The White House Office of Science and Technology Policy’s Assistant Director for Artificial Intelligence offered fresh details Wednesday into a memo being developed to help foster public trust and build agencies’ confidence in regulating artificial intelligence technologies.
“This is a memo directed to agencies that suggests regulatory and non-regulatory principles for how you oversee the use of AI in the private sector,” Lynne Parker, OSTP’s assistant director for artificial intelligence, said. “So these will establish some common principles [and] some predictability across agencies in terms of how they think about regulatory and non-regulatory approaches to the use of AI.”
In February, President Trump issued an executive order to accelerate American advancements in AI. One of the key priorities of the order, Parker noted, is to “foster public trust and confidence in AI technologies and protect civil liberties, privacy, and American values in their application in order to fully realize the potential of AI technologies for the American people.”

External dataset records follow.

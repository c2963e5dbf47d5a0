#[macro_use]
extern crate derive_more;
#[cfg(feature = "serialize")]
#[macro_use]
extern crate serde_derive;

pub mod utils;
pub mod fuzz;
pub mod encoding;
use std::collections::HashSet;

use rust_stemmers::{Algorithm, Stemmer};
use shopkeep_core::Locale;
use unicode_segmentation::UnicodeSegmentation as _;

use super::stop_words::stop_words;
use super::{Preprocessor, Token};

/// Splits on Unicode word boundaries and lemmatizes with a Snowball stemmer.
///
/// Punctuation comes out as separate, non-alphabetic tokens; numbers such as
/// `49.99` stay whole. Word bounds keep `size:M` together, so colons are split
/// off afterwards.
pub struct StemmingPreprocessor {
    stemmer: Stemmer,
    stop_words: HashSet<&'static str>,
}

impl StemmingPreprocessor {
    /// Create a preprocessor for `locale`.
    pub fn new(locale: Locale) -> Self {
        let algorithm = match locale {
            Locale::English => Algorithm::English,
            Locale::Spanish => Algorithm::Spanish,
        };
        Self {
            stemmer: Stemmer::create(algorithm),
            stop_words: stop_words(locale),
        }
    }

    fn annotate(&self, surface: &str) -> Token {
        let is_alpha = surface.chars().all(char::is_alphabetic);
        let lowered = surface.to_lowercase();
        let is_stop = self.stop_words.contains(lowered.as_str());
        let lemma = if is_alpha {
            self.stemmer.stem(&lowered).into_owned()
        } else {
            lowered
        };

        Token {
            text: surface.to_owned(),
            lemma,
            is_alpha,
            is_stop,
        }
    }
}

impl Preprocessor for StemmingPreprocessor {
    fn tokenize(&self, text: &str) -> Vec<Token> {
        text.split_word_bounds()
            .filter(|segment| !segment.trim().is_empty())
            .flat_map(split_colons)
            .map(|segment| self.annotate(segment))
            .collect()
    }
}

fn split_colons(segment: &str) -> impl Iterator<Item = &str> {
    segment
        .split_inclusive(':')
        .flat_map(|part| match part.strip_suffix(':') {
            Some(head) => [head, ":"],
            None => [part, ""],
        })
        .filter(|piece| !piece.is_empty())
}
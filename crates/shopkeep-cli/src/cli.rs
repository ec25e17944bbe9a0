use std::path::PathBuf;

use clap::Parser;
use shopkeep_core::Locale;

/// Command-line arguments for the shopkeep assistant
#[derive(Debug, Parser)]
#[command(name = "shopkeep", version, about = "Conversational catalog assistant")]
pub struct Cli {
    /// Configuration file (defaults to ~/.shopkeep/config.toml)
    #[arg(short, long, value_name = "PATH")]
    pub config: Option<PathBuf>,

    /// Catalog JSON file, overriding the configured one
    #[arg(long, value_name = "PATH")]
    pub catalog: Option<PathBuf>,

    /// Language for keywords and replies (english or spanish)
    #[arg(short, long)]
    pub locale: Option<Locale>,

    /// Answer these queries in order and exit instead of starting a session
    #[arg(short, long = "query", value_name = "TEXT")]
    pub queries: Vec<String>,

    /// Log routing decisions to stderr
    #[arg(short, long)]
    pub verbose: bool,
}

“The question is—how do you implement trust and confidence?” she asked.
Late last month, Federal Chief Technology Officer Michael Kratsios initially announced the memo. Implementing advanced technological solutions will require modern regulatory approaches, and Kratsios noted that it will be the first document that has “legal force” around how agencies should go about regulating AI tech. The memorandum is currently in the works through “close coordination” with the Office of Management and Budget’s Information and Regulatory Affairs office.
The in-the-making memo marks one of the key efforts the administration is embarking on to address issues around worries the general public has around adopting AI. Parker said the memo’s crafters are taking a risk-based approach and thinking of AI not as a single monolithic concept, but more unique in terms of how it works for each specific application domain. She added that some application domains don’t need as many approaches as others, depending on whether they raise more concerns around deployment.

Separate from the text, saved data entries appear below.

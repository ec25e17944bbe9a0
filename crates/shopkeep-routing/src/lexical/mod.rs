//! Tokenization and lemmatization of user text.
//!
//! The router only depends on the [`Preprocessor`] trait; [`StemmingPreprocessor`]
//! is the bundled implementation.

/// Snowball-based preprocessor
pub mod stemming;
/// Stop-word lists per locale
pub mod stop_words;

use std::collections::HashSet;

use unicode_normalization::UnicodeNormalization as _;
use unicode_normalization::char::is_combining_mark;

pub use stemming::StemmingPreprocessor;

/// One word-level token.
#[derive(Debug, Clone, PartialEq, Eq)]
pub struct Token {
    /// Surface text as it appeared in the input
    pub text: String,
    /// Dictionary base form
    pub lemma: String,
    /// Whether every character is alphabetic
    pub is_alpha: bool,
    /// Whether the token is a stop word
    pub is_stop: bool,
}

/// Splits text into annotated tokens.
///
/// Implementations must be deterministic and free of side effects.
pub trait Preprocessor: Send + Sync {
    /// Tokenize `text`, preserving order.
    fn tokenize(&self, text: &str) -> Vec<Token>;

    /// Lemmas of alphabetic, non-stop tokens: the topical signature of a text.
    fn content_keywords(&self, text: &str) -> HashSet<String> {
        self.tokenize(text)
            .into_iter()
            .filter(|token| token.is_alpha && !token.is_stop)
            .map(|token| token.lemma)
            .collect()
    }

    /// Lemmas of every alphabetic token, stop words included.
    fn alphabetic_lemmas(&self, text: &str) -> HashSet<String> {
        self.tokenize(text)
            .into_iter()
            .filter(|token| token.is_alpha)
            .map(|token| token.lemma)
            .collect()
    }

    /// Raw surface forms in order.
    fn surface_forms(&self, text: &str) -> Vec<String> {
        self.tokenize(text)
            .into_iter()
            .map(|token| token.text)
            .collect()
    }
}

/// Strip diacritics so `catálogo` and `catalogo` compare equal.
pub fn fold_accents(text: &str) -> String {
    text.nfd().filter(|ch| !is_combining_mark(*ch)).collect()
}

#[cfg(test)]
mod tests {
    use super::*;

    #[test]
    fn test_fold_accents() {
        assert_eq!(fold_accents("catálogo"), "catalogo");
        assert_eq!(fold_accents("Muéstrame el CATÁLOGO"), "Muestrame el CATALOGO");
        assert_eq!(fold_accents("plain"), "plain");
    }

    #[test]
    fn test_fold_accents_keeps_enye_base_letter() {
        assert_eq!(fold_accents("año"), "ano");
    }
}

Though Kratsios and Parker did not offer up a timeline, the assistant director of AI said once it’s crafted in draft format, the memo will be released for the public to weigh in. Parker noted that that element is critical as the team wholeheartedly aims to “get it right.” Once the input is taken into account, a final memo will be released.
“After that, agencies will be directed to come up with their own plans for their own regulatory space, for how they want to ensure the appropriate regulatory and non-regulatory approaches for AI within the user application domains that they have oversight in,” she said.
The order also calls for the establishment of AI technical standards, and efforts to limit the barriers around testing the technology and accelerating adoption. Technical standards enable interoperability across AI systems. Parker noted that putting them in place would support the measurement of the system’s performance, accuracy, robustness and trustworthiness. In support of the administration’s initiative, the National Institute of Standards and Technology recently instituted a plan for federal engagement to develop the necessary guidelines.
“On the one hand, we say we want AI that’s trustworthy, but on the other hand, we have no way of knowing how to achieve it—because we don’t know the standard for trustworthiness,” Parker said. “So these technical standards are critically important.”
Both the memo and the establishment of standards will support those deploying AI on the frontline in measuring bias and addressing concerns around it. Parker said the memo’s approach will allow agencies to consider use cases that present implications of bias. She added proper tools must be developed to determine whether training data for machine-learning systems is appropriately representative for specific use cases.
“We also have to make sure that we are comparing systems to the current state, and the current state is that people are making decisions, and often, people are biased,” Parker said. “So, we don’t want to hold AI systems to an unreasonable level of perfection when we know that the AI systems can do better than that current state.”